Tesla (2020)
★ / ★★★★

Nikola Tesla possessed one of the greatest minds in human history, but you wouldn’t know it from sitting through Michael Almereyda’s abhorrent miscalculation, a film so desperate to deliver the opposite of what’s to be expected from a biopic that it ends up losing focus on detailing what makes the inventor worthy of remembering and honoring. It employs numerous strategies from anachronisms and imaginings to breaking the fourth wall and bursting into song. Perhaps it is fun or amusing on paper, but it does not translate well on film. What results is an experimental and soporific bore, devoid of important connective issues that pave the way for engaging drama.
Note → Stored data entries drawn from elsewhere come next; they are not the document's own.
/// Visibility buffer 光栅化
///
/// 每个三角形一个 work item，像素上的写冲突由 64 位 atomic min 解决：
/// 高 32 位是深度，低 32 位是三角形的全局 slot，更近的三角形总是胜出。
///
/// # 阶段
/// Clear -> VertexTransform -> TriangleCull -> Raster -> Resolve
pub struct RasterPass {
    stage: RasterStage,

    extent: UVec2,
    instances: Vec<RasterInstance>,
    works: Vec<TriangleWork>,
    depth_slots: Vec<AtomicU64>,
}
// new & init
impl RasterPass {
    pub fn new() -> Self {
        Self {
            stage: RasterStage::Idle,
            extent: UVec2::ZERO,
            instances: Vec::new(),
            works: Vec::new(),
            depth_slots: Vec::new(),
        }
    }
}
impl Default for RasterPass {
    fn default() -> Self {
        Self::new()
    }
}
// getter
impl RasterPass {
    #[inline]
    pub fn stage(&self) -> RasterStage {
        self.stage
    }

    /// 上一次光栅化中没有被剔除的三角形数量
    pub fn surviving_triangle_count(&self) -> usize {
        self.works.iter().filter(|w| !w.is_empty()).count()
    }

    #[inline]
    pub fn triangle_count(&self) -> usize {
        self.works.len()
    }
}
// stages
impl RasterPass {
    fn enter(&mut self, stage: RasterStage) {
        debug_assert_eq!(self.stage.next(), stage, "raster stage out of order: {:?} -> {stage:?}", self.stage);
        self.stage = stage;
    }

    /// 依次执行所有阶段，结果写入 `visibility`
    pub fn exec(&mut self, cmd: &mut GfxCommandBuffer, scene: &GpuScene, visibility: &mut GfxImage2D<VisibilityTexel>) {
        let _span = tracy_client::span!("RasterPass::exec");

        self.clear(visibility.extent());
        self.vertex_transform(scene);
        self.triangle_cull(cmd);
        self.raster(cmd);
        self.resolve(cmd, visibility);
        self.stage = RasterStage::Idle;
    }

    fn clear(&mut self, extent: UVec2) {
        self.enter(RasterStage::Clear);
        let pixel_count = (extent.x * extent.y) as usize;
        if self.extent != extent {
            self.depth_slots = (0..pixel_count).map(|_| AtomicU64::new(u64::MAX)).collect();
            self.extent = extent;
        } else {
            self.depth_slots.iter().for_each(|slot| slot.store(u64::MAX, Ordering::Relaxed));
        }
        self.instances.clear();
        self.works.clear();
    }

    fn vertex_transform(&mut self, scene: &GpuScene) {
        self.enter(RasterStage::VertexTransform);
        let _span = tracy_client::span!("RasterPass::vertex_transform");

        let view_proj = scene.view().view_proj;
        let bindless = scene.bindless();
        self.instances = (0..scene.instance_count())
            .filter_map(|instance_id| {
                let shape = scene.shape(instance_id)?;
                let instance = scene.acceleration().instance(instance_id)?;
                if shape.visible == 0 || !instance.is_active() {
                    return None;
                }
                let mesh = scene.mesh_proxy().buffer().device_record(shape.mesh_id)?;
                let vertices = bindless.vertex_buffers.get(mesh.vertex_buffer)?;
                let triangles = bindless.index_buffers.get(mesh.index_buffer)?;
                let mvp = view_proj * instance.transform;
                Some(RasterInstance {
                    instance_id,
                    clip_positions: vertices.as_slice().iter().map(|v| mvp * v.position.extend(1.0)).collect(),
                    triangles: triangles.as_slice().to_vec(),
                })
            })
            .collect();
    }

    fn triangle_cull(&mut self, cmd: &mut GfxCommandBuffer) {
        self.enter(RasterStage::TriangleCull);

        let extent = self.extent.as_vec2();
        let jobs = self
            .instances
            .iter()
            .enumerate()
            .flat_map(|(raster_instance, inst)| {
                (0..inst.triangles.len() as u32).map(move |triangle| (raster_instance as u32, triangle))
            })
            .collect_vec();

        let instances = &self.instances;
        let max = self.extent;
        self.works = cmd.dispatch_map("triangle-cull", jobs.len(), |job| {
            let (raster_instance, triangle) = jobs[job];
            let mut work = TriangleWork {
                raster_instance,
                triangle,
                box_min: UVec2::ZERO,
                box_max: UVec2::ZERO,
            };
            let inst = &instances[raster_instance as usize];
            let Some(clipped) = helper::clipped_triangle(inst, triangle, extent) else {
                return work;
            };
            if clipped.signed_area().is_none_or(|area| area >= 0.0) {
                // 背面、退化或者完全在近平面之后
                return work;
            }
            let Some((lo, hi)) = clipped.screen_bounds() else {
                return work;
            };
            // 覆盖像素中心 [lo, hi] 的像素范围
            let box_min = (lo - 0.5).ceil().max(Vec2::ZERO);
            let box_max = ((hi - 0.5).floor() + 1.0).min(extent);
            if box_min.x < box_max.x && box_min.y < box_max.y {
                work.box_min = box_min.as_uvec2();
                work.box_max = box_max.as_uvec2().min(max);
            }
            work
        });
    }

    fn raster(&mut self, cmd: &mut GfxCommandBuffer) {
        self.enter(RasterStage::Raster);

        let extent = self.extent;
        let instances = &self.instances;
        let works = &self.works;
        let depth_slots = &self.depth_slots;
        cmd.dispatch("raster", works.len(), |slot| {
            let work = works[slot];
            if work.is_empty() {
                return;
            }
            let inst = &instances[work.raster_instance as usize];
            let Some(clipped) = helper::clipped_triangle(inst, work.triangle, extent.as_vec2()) else {
                return;
            };
            for y in work.box_min.y..work.box_max.y {
                for x in work.box_min.x..work.box_max.x {
                    let p = Vec2::new(x as f32 + 0.5, y as f32 + 0.5);
                    let Some((screen, bary)) = clipped.cover(p) else {
                        continue;
                    };
                    let depth = screen.depth_at(bary);
                    if !(0.0..=1.0).contains(&depth) {
                        continue;
                    }
                    let packed = ((depth.to_bits() as u64) << 32) | slot as u64;
                    depth_slots[(y * extent.x + x) as usize].fetch_min(packed, Ordering::Relaxed);
                }
            }
        });
    }

    fn resolve(&mut self, cmd: &mut GfxCommandBuffer, visibility: &mut GfxImage2D<VisibilityTexel>) {
        self.enter(RasterStage::Resolve);

        let extent = self.extent;
        let instances = &self.instances;
        let works = &self.works;
        let depth_slots = &self.depth_slots;
        let texels = cmd.dispatch_2d("raster-resolve", extent, |pixel| {
            let packed = depth_slots[(pixel.y * extent.x + pixel.x) as usize].load(Ordering::Relaxed);
            if packed == u64::MAX {
                return VisibilityTexel::EMPTY;
            }
            let work = works[(packed & 0xffff_ffff) as usize];
            let inst = &instances[work.raster_instance as usize];
            let Some(clipped) = helper::clipped_triangle(inst, work.triangle, extent.as_vec2()) else {
                return VisibilityTexel::EMPTY;
            };
            let Some((screen, bary)) = clipped.cover(pixel.as_vec2() + 0.5) else {
                return VisibilityTexel::EMPTY;
            };
            let bary = screen.perspective_correct(bary);
            VisibilityTexel {
                instance_id: inst.instance_id,
                primitive_id: work.triangle,
                barycentrics: Vec2::new(bary.y, bary.z),
            }
        });
        visibility.texels_mut().copy_from_slice(&texels);
    }
}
Tesla is played by Ethan Hawke, and his talent is utterly wasted. It is painful to watch Hawke, a consummate performer, attempting to inject humanity into a screenplay that is more interested in delivering winks and gimmicks than staying true to the facts and presenting information that viewers may not be aware of or knowledgeable about. I felt a pompousness to the material that becomes unbearable over time. And so during the latter of half of the picture, when Tesla is at his most desperate financially, tears well up in his eyes but we couldn’t care less. “Just end this embarrassment already,” I caught myself thinking.
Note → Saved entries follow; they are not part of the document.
use glam::{Mat4, Quat, UVec2, Vec2, Vec3, Vec4};

/// 所有 id 的无效值
pub const INVALID_ID: u32 = u32::MAX;
/// bindless buffer 的无效索引
pub const INVALID_BUFFER_ID: i32 = -1;

pub const LIGHT_TYPE_POINT: u32 = 0;
pub const LIGHT_TYPE_RECT: u32 = 1;
pub const LIGHT_TYPE_CONSTANT: u32 = 2;

pub const SHADER_TYPE_DISNEY: u32 = 0;
pub const SHADER_TYPE_BLINN_PHONG: u32 = 1;

/// 使用三角形的几何法线
pub const NORMAL_MODE_TRIANGLE: u32 = 0;
/// 使用顶点法线插值
pub const NORMAL_MODE_VERTEX: u32 = 1;
/// 使用每个三角形角点上的法线插值
pub const NORMAL_MODE_CORNER: u32 = 2;

#[repr(C)]
#[derive(Copy, Clone, Debug, PartialEq, Eq, bytemuck::Pod, bytemuck::Zeroable)]
pub struct BufferHandle {
    pub index: i32,
}
impl BufferHandle {
    #[inline]
    pub fn is_null(&self) -> bool {
        self.index == INVALID_BUFFER_ID
    }
}

/// uv 被拆开放在 position 与 normal 之后，避免 Vec2 引入的对齐空洞
#[repr(C)]
#[derive(Copy, Clone, Debug, Default, PartialEq, bytemuck::Pod, bytemuck::Zeroable)]
pub struct Vertex {
    pub position: Vec3,
    pub uv_x: f32,
    pub normal: Vec3,
    pub uv_y: f32,
}
impl Vertex {
    #[inline]
    pub fn new(position: Vec3, normal: Vec3, uv: Vec2) -> Self {
        Self {
            position,
            uv_x: uv.x,
            normal,
            uv_y: uv.y,
        }
    }

    #[inline]
    pub fn uv(&self) -> Vec2 {
        Vec2::new(self.uv_x, self.uv_y)
    }
}

#[repr(C)]
#[derive(Copy, Clone, Debug, bytemuck::Pod, bytemuck::Zeroable)]
pub struct Mesh {
    pub vertex_buffer: BufferHandle,
    /// 每个元素是一个三角形的三个顶点索引
    pub index_buffer: BufferHandle,
    /// 每个三角形 3 个法线，按三角形顺序排列
    pub corner_normal_buffer: BufferHandle,
    pub material_id: u32,
    pub triangle_count: u32,
    pub _padding: [u32; 3],
}
impl Mesh {
    pub fn null() -> Self {
        let null = BufferHandle {
            index: INVALID_BUFFER_ID,
        };
        Self {
            vertex_buffer: null,
            index_buffer: null,
            corner_normal_buffer: null,
            material_id: INVALID_ID,
            triangle_count: 0,
            _padding: [0; 3],
        }
    }

    #[inline]
    pub fn is_null(&self) -> bool {
        self.vertex_buffer.is_null()
    }
}

#[repr(C)]
#[derive(Copy, Clone, Debug, bytemuck::Pod, bytemuck::Zeroable)]
pub struct Transform {
    pub matrix: Mat4,
    /// 上一帧的矩阵，用于计算 motion vector
    pub prev_matrix: Mat4,
    /// 四元数 (x, y, z, w)
    pub rotation: Vec4,
    pub scale: Vec3,
    pub _padding: f32,
}
impl Transform {
    /// 编码：将矩阵分解为 scale / rotation 一起存储
    pub fn from_matrix(matrix: Mat4, prev_matrix: Mat4) -> Self {
        let (scale, rotation, _) = matrix.to_scale_rotation_translation();
        Self {
            matrix,
            prev_matrix,
            rotation: Vec4::from(rotation),
            scale,
            _padding: 0.0,
        }
    }

    /// 解码：由 translation / rotation / scale 重新组装矩阵
    pub fn decode(&self) -> Mat4 {
        Mat4::from_scale_rotation_translation(
            self.scale,
            Quat::from_vec4(self.rotation).normalize(),
            self.matrix.w_axis.truncate(),
        )
    }

    #[inline]
    pub fn translation(&self) -> Vec3 {
        self.matrix.w_axis.truncate()
    }

    #[inline]
    pub fn is_moving(&self) -> bool {
        self.matrix != self.prev_matrix
    }
}

/// 一个 instance 上绑定的内容
#[repr(C)]
#[derive(Copy, Clone, Debug, PartialEq, Eq, bytemuck::Pod, bytemuck::Zeroable)]
pub struct Shape {
    pub mesh_id: u32,
    pub light_id: u32,
    pub transform_id: u32,
    pub visible: u32,
}
impl Shape {
    pub const fn unconfigured() -> Self {
        Self {
            mesh_id: INVALID_ID,
            light_id: INVALID_ID,
            transform_id: INVALID_ID,
            visible: 0,
        }
    }

    #[inline]
    pub fn is_mesh(&self) -> bool {
        self.mesh_id != INVALID_ID
    }

    #[inline]
    pub fn is_light(&self) -> bool {
        self.light_id != INVALID_ID
    }
}

#[repr(C)]
#[derive(Copy, Clone, Debug, bytemuck::Pod, bytemuck::Zeroable)]
pub struct Light {
    pub light_type: u32,
    /// 作为几何体被渲染时绑定的 instance
    pub instance_id: u32,
    pub transform_id: u32,
    pub _padding0: u32,
    pub color: Vec3,
    pub intensity: f32,
    /// 矩形光源在局部 XZ 平面上的尺寸
    pub rect_size: Vec2,
    pub radius: f32,
    pub _padding1: f32,
}

#[repr(C)]
#[derive(Copy, Clone, Debug, bytemuck::Pod, bytemuck::Zeroable)]
pub struct Material {
    pub shader_type: u32,
    pub normal_mode: u32,
    pub wireframe: u32,
    pub _padding0: u32,
    pub base_color: Vec3,
    pub alpha: f32,
    pub emission: Vec3,
    pub metalness: f32,
    pub roughness: f32,
    pub specular_tint: f32,
    pub _padding1: [f32; 2],
}
impl Default for Material {
    /// 找不到材质时使用的灰色漫反射材质
    fn default() -> Self {
        Self {
            shader_type: SHADER_TYPE_DISNEY,
            normal_mode: NORMAL_MODE_TRIANGLE,
            wireframe: 0,
            _padding0: 0,
            base_color: Vec3::splat(0.5),
            alpha: 1.0,
            emission: Vec3::ZERO,
            metalness: 0.0,
            roughness: 1.0,
            specular_tint: 0.0,
            _padding1: [0.0; 2],
        }
    }
}

/// 相机数据
///
/// `cam_right` / `cam_up` 已经乘上了 fov 与宽高比，
/// 像素 ndc 坐标为 (x, y) 时，光线方向为 `normalize(cam_forward + x * cam_right + y * cam_up)`
#[repr(C)]
#[derive(Copy, Clone, Debug, bytemuck::Pod, bytemuck::Zeroable)]
pub struct View {
    pub view: Mat4,
    pub proj: Mat4,
    pub view_proj: Mat4,
    pub inv_view: Mat4,
    pub inv_proj: Mat4,
    pub prev_view_proj: Mat4,
    pub position: Vec3,
    pub fov_y: f32,
    pub cam_right: Vec3,
    pub aspect: f32,
    pub cam_up: Vec3,
    pub near: f32,
    pub cam_forward: Vec3,
    pub far: f32,
    pub resolution: UVec2,
    pub _padding: [u32; 2],
}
The work focuses on two of Tesla’s numerous major contributions to science: his role in bringing alternating current to the masses and developing the idea of transmitting electrical energy without wires. While the decision to narrow the focus is perfectly acceptable, the work still proves lazy. In regard to the former, the effort only goes as far as defining direct current (DC) versus alternating current (AC). It does not detail, in simple and clear fashion, as to why, for instance, the latter is more efficient and safer in general. We are shown apparatuses but never demonstrated how they function. It assumes viewers do not possess the curiosity or mental capacity to handle the science. I felt angry and disgusted. Instead, it goes out of its way to introduce “humor” like Tesla and Thomas Edison (Kyle MacLachlan) shoving ice cream into each other’s face. Why?

And then there is the movie’s disastrous handling of women in Tesla’s life. There is Anne Morgan (Eve Hewson), daughter of John Pierpont Morgan (“J. P. Morgan”), whom Tesla supposedly falls for. I say “supposedly” because the chemistry likens that of a vegan staring at raw meat crawling with maggots. There is no energy, no intrigue, not even a whiff of playfulness to their interactions. No electricity. (See how groan-inducing it is when humor is pushed too hard?) Tesla is almost always showcased as socially inept, at a loss for words when women are around. It does not help that Tesla and Morgan’s interactions are limited to short-lived run-ins; we get no appreciation of how their relationship evolves over time. And why is it necessary to introduce the traveling stage actress Sarah Bernhardt (Rebecca Dayan)? How is she relevant to the story?

I have a theory about what happened to the screenplay. One day, the entire thing was ran through a paper shredder because the writer was convinced the material was absolute bollocks. The fragments were then tossed into the recycling bin outside. Sure enough there was a raging storm overnight and the wind knocked over the bin causing the paper fragments to be scattered about. The next morning, the writer had a change of heart. After all, he was under contract and he was obligated to deliver. And so he stepped outside to collect the shredded document but major sections are forever lost. (No electronic copy was made.) In order to compensate for the missing sections, he decided to write in nonsensical happenings like a character bursting into song, the narrator addressing the audience, and the like. It would be an unconventional biopic. Non-linear. Post-modern. Surely people would buy into that.